Recently I was listening to a talk in which I learned that we can stand strong amidst the social discord and the COVID isolation of our day. We can withstand all of this if we have the Power of Christ to strengthen us. We can actively seek this power. As I thought about this, I considered that not only do we need this power personally, but others in our lives need us to have it as well. One of of the missions of the Marriott School is to build Christlike leaders. If we are Christlike, we will have the power of Christ of which has been spoken.

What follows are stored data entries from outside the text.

use crate::node::Node;
use crate::notify::{Notification, Notifier, TracingNotifier};
use crate::provider::ProviderError;
use crate::shared_store::NodeStore;
use crate::validation::ValidationError;
use serde::{Deserialize, Serialize};
use std::fmt;
use std::sync::Arc;
use std::sync::atomic::{AtomicBool, Ordering};
use tokio::sync::watch;
use tracing::{debug, warn};

/// Where the executor is in a run.
///
/// A successful run goes `Idle → Validating → Running → Idle`; a failed one
/// passes through `Failed` before settling back on `Idle`. `Failed` is held
/// while the failure is reported to the notifier, so a notifier reading
/// [`WorkflowContext::state`] sees it. Watchers that only poll may miss it;
/// [`WorkflowContext::last_outcome`] keeps the result of the last run.
#[derive(Debug, Clone, Copy, Default, PartialEq, Eq, Hash, Serialize, Deserialize)]
#[serde(rename_all = "lowercase")]
pub enum ExecutionState {
    #[default]
    Idle,
    Validating,
    Running,
    Failed,
}

impl fmt::Display for ExecutionState {
    fn fmt(&self, f: &mut fmt::Formatter<'_>) -> fmt::Result {
        let name = match self {
            ExecutionState::Idle => "idle",
            ExecutionState::Validating => "validating",
            ExecutionState::Running => "running",
            ExecutionState::Failed => "failed",
        };
        f.write_str(name)
    }
}

/// How the last run ended
#[derive(Debug, Clone, PartialEq, Eq)]
pub enum RunOutcome {
    /// The provider answered and the output node holds the result
    Succeeded,
    /// Validation refused the run; no provider was called
    Rejected(ValidationError),
    /// The provider call failed; the output node holds the error text
    Failed(ProviderError),
    /// The run future was dropped before it finished
    Cancelled,
}

impl RunOutcome {
    pub fn is_success(&self) -> bool {
        matches!(self, RunOutcome::Succeeded)
    }
}

/// Everything a run shares with the outside world.
///
/// The context is passed explicitly into the executor: the node store the
/// editor reads from, the notification sink, the observable execution state
/// and the "disable while processing" flag. Clones share all of them.
#[derive(Clone)]
pub struct WorkflowContext {
    store: NodeStore,
    notifier: Arc<dyn Notifier>,
    state: Arc<watch::Sender<ExecutionState>>,
    outcome: Arc<watch::Sender<Option<RunOutcome>>>,
    processing: Arc<AtomicBool>,
}

impl WorkflowContext {
    /// Create a context over an existing store
    pub fn new(store: NodeStore, notifier: Arc<dyn Notifier>) -> Self {
        let (state, _) = watch::channel(ExecutionState::Idle);
        let (outcome, _) = watch::channel(None);
        Self {
            store,
            notifier,
            state: Arc::new(state),
            outcome: Arc::new(outcome),
            processing: Arc::new(AtomicBool::new(false)),
        }
    }

    /// Create a context holding `nodes`, logging notifications via `tracing`
    pub fn with_nodes(nodes: Vec<Node>) -> Self {
        Self::new(NodeStore::new(nodes), Arc::new(TracingNotifier))
    }

    /// Replace the notifier
    pub fn with_notifier(mut self, notifier: Arc<dyn Notifier>) -> Self {
        self.notifier = notifier;
        self
    }

    pub fn store(&self) -> &NodeStore {
        &self.store
    }

    /// Push one notification to the side-channel
    pub fn notify(&self, notification: Notification) {
        self.notifier.notify(notification);
    }

    /// Current execution state
    pub fn state(&self) -> ExecutionState {
        *self.state.borrow()
    }

    /// Subscribe to execution state changes
    pub fn subscribe_state(&self) -> watch::Receiver<ExecutionState> {
        self.state.subscribe()
    }

    /// Outcome of the most recent run, `None` before the first one ends
    pub fn last_outcome(&self) -> Option<RunOutcome> {
        self.outcome.borrow().clone()
    }

    /// Subscribe to run outcomes
    pub fn subscribe_outcome(&self) -> watch::Receiver<Option<RunOutcome>> {
        self.outcome.subscribe()
    }

    /// Whether a triggered run is in flight
    pub fn is_processing(&self) -> bool {
        self.processing.load(Ordering::Acquire)
    }

    pub(crate) fn set_state(&self, next: ExecutionState) {
        let previous = self.state.send_replace(next);
        debug!(from = %previous, to = %next, "execution state changed");
    }

    /// Enter `Validating` and return the guard that settles the run
    pub(crate) fn begin_run(&self) -> RunGuard {
        self.set_state(ExecutionState::Validating);
        RunGuard {
            ctx: self.clone(),
            finished: false,
        }
    }

    /// Claim the processing flag, or `None` if a run already holds it
    pub(crate) fn try_begin(&self) -> Option<ProcessingGuard> {
        self.processing
            .compare_exchange(false, true, Ordering::AcqRel, Ordering::Acquire)
            .ok()
            .map(|_| ProcessingGuard {
                flag: Arc::clone(&self.processing),
            })
    }

    // The outcome is published before `Idle`, so anyone woken by `Idle`
    // already sees it.
    fn settle(&self, outcome: RunOutcome) {
        self.outcome.send_replace(Some(outcome));
        self.set_state(ExecutionState::Idle);
    }
}

impl Default for WorkflowContext {
    fn default() -> Self {
        Self::with_nodes(Vec::new())
    }
}

impl fmt::Debug for WorkflowContext {
    fn fmt(&self, f: &mut fmt::Formatter<'_>) -> fmt::Result {
        f.debug_struct("WorkflowContext")
            .field("store", &self.store)
            .field("state", &self.state())
            .field("last_outcome", &self.last_outcome())
            .field("processing", &self.is_processing())
            .finish_non_exhaustive()
    }
}

/// Returns the context to `Idle` when a run ends, however it ends.
///
/// Dropping the guard without [`finish`](Self::finish) records
/// [`RunOutcome::Cancelled`].
#[derive(Debug)]
pub(crate) struct RunGuard {
    ctx: WorkflowContext,
    finished: bool,
}

impl RunGuard {
    pub(crate) fn finish(mut self, outcome: RunOutcome) {
        self.finished = true;
        self.ctx.settle(outcome);
    }
}

impl Drop for RunGuard {
    fn drop(&mut self) {
        if !self.finished {
            warn!("run dropped before finishing");
            self.ctx.settle(RunOutcome::Cancelled);
        }
    }
}

/// Releases the processing flag when dropped
#[derive(Debug)]
pub(crate) struct ProcessingGuard {
    flag: Arc<AtomicBool>,
}

impl Drop for ProcessingGuard {
    fn drop(&mut self) {
        self.flag.store(false, Ordering::Release);
    }
}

I’m reminded of a story that I’ve heard repeatedly throughout my life from my mother, who is not a member of any faith. In one of her jobs during her career as a teacher, one of the key leaders of the district was a member of the Church of Jesus Christ of Latter-day Saints. For decades she has spoken of his competence and kindness and how the effects of these were felt by everyone. My mother at times would teach in troubles places, and she always compared those places to the place where this man of faith had been a leader.

As I look back on my own life and career that spans over a quarter of a century, I see what my mom has experienced over and over. In every walk of society, from construction sites to government to technology startups, there are Christlike people drawing on the Power of Christ and their presence lifts and strengthens and protects everyone around them. Sometimes people don’t have the power on their own, but they benefit from those that do.

I’m going to share a slightly silly example that drives this idea home. Recently, I was playing a video game called Warcraft III. In it, heroes imbued with magical powers roam around with non-magical comrades and fight off evil and oppression. One day I noticed a pattern in the artificial intelligence of the game. Whenever a troop member engaged a group of bad guys, all the bad guys would target their attack on the troop member that first engaged them. If this troop member was non-magical, they would die quickly, even though the rest of the good guys jumped in and joined the fray. On the other hand, if the magical hero initiated the fight, then the bad guys would focus their attack on him or her. With the attack focused on the hero, with a regenerating super power that limited the damage that they took, the supporting troops could safely join the fight and the result was a reliable win.

This pattern in the game reminded me of what my mother observed, that people drawing on the Power of Christ are like tentpoles in a tent–they create the space for victory, they are also a light on a hill that everyone looks to.

Although many young adults at BYU may feel like they are not special, the day will come when they are no longer here, and in whatever role they fill in life, the power that they draw from Christ will make them be a leader. In the every day localized pandemics of the workplace and the community, they will be strong and help others to survive situations that would otherwise be overwhelming.